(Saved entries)
★ ★ ★ ★ ★ ★ ★

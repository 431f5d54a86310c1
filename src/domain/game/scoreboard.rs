//! Ranked scoreboard.

use serde::{Deserialize, Serialize};

use crate::domain::foundation::PlayerId;

use super::Player;

/// One row of the scoreboard.
#[derive(Debug, Clone, PartialEq, Eq, Serialize, Deserialize)]
pub struct ScoreboardEntry {
    pub player_id: PlayerId,
    pub nickname: String,
    pub score: u32,
    /// 1-based position.
    pub rank: u32,
    /// Rank in the previous computation; 1 before the first one.
    pub previous_rank: u32,
}

/// Players ordered by cumulative score.
#[derive(Debug, Clone, Default, PartialEq, Eq, Serialize, Deserialize)]
pub struct Scoreboard {
    entries: Vec<ScoreboardEntry>,
}

impl Scoreboard {
    pub fn empty() -> Self {
        Self::default()
    }

    /// Appends a freshly joined player at the bottom.
    pub(crate) fn seed(&mut self, player: &Player) {
        self.entries.push(ScoreboardEntry {
            player_id: player.id(),
            nickname: player.nickname().to_string(),
            score: player.score(),
            rank: self.entries.len() as u32 + 1,
            previous_rank: 1,
        });
    }

    /// Builds the next scoreboard from current player scores.
    ///
    /// Players with equal scores keep the order of `players`, so repeated
    /// recomputation over unchanged scores yields identical ranks.
    pub fn recompute(&self, players: &[Player]) -> Scoreboard {
        let mut ordered: Vec<&Player> = players.iter().collect();
        ordered.sort_by(|a, b| b.score().cmp(&a.score()));

        let entries = ordered
            .into_iter()
            .enumerate()
            .map(|(position, player)| ScoreboardEntry {
                player_id: player.id(),
                nickname: player.nickname().to_string(),
                score: player.score(),
                rank: position as u32 + 1,
                previous_rank: self
                    .entry_for(&player.id())
                    .map(|entry| entry.rank)
                    .unwrap_or(1),
            })
            .collect();

        Scoreboard { entries }
    }

    pub fn entries(&self) -> &[ScoreboardEntry] {
        &self.entries
    }

    pub fn entry_for(&self, player_id: &PlayerId) -> Option<&ScoreboardEntry> {
        self.entries.iter().find(|entry| &entry.player_id == player_id)
    }

    /// Top-ranked entry, if anyone played.
    pub fn winner(&self) -> Option<&ScoreboardEntry> {
        self.entries.iter().find(|entry| entry.rank == 1)
    }

    pub fn len(&self) -> usize {
        self.entries.len()
    }

    pub fn is_empty(&self) -> bool {
        self.entries.is_empty()
    }
}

★ ★ ★ ★ ★ ★ ★

Task prompt => Scan the entries for lines holding the string "ordered", then copy every one of them.

Problem solution =>
/// Players ordered by cumulative score.
        let mut ordered: Vec<&Player> = players.iter().collect();
        ordered.sort_by(|a, b| b.score().cmp(&a.score()));
        let entries = ordered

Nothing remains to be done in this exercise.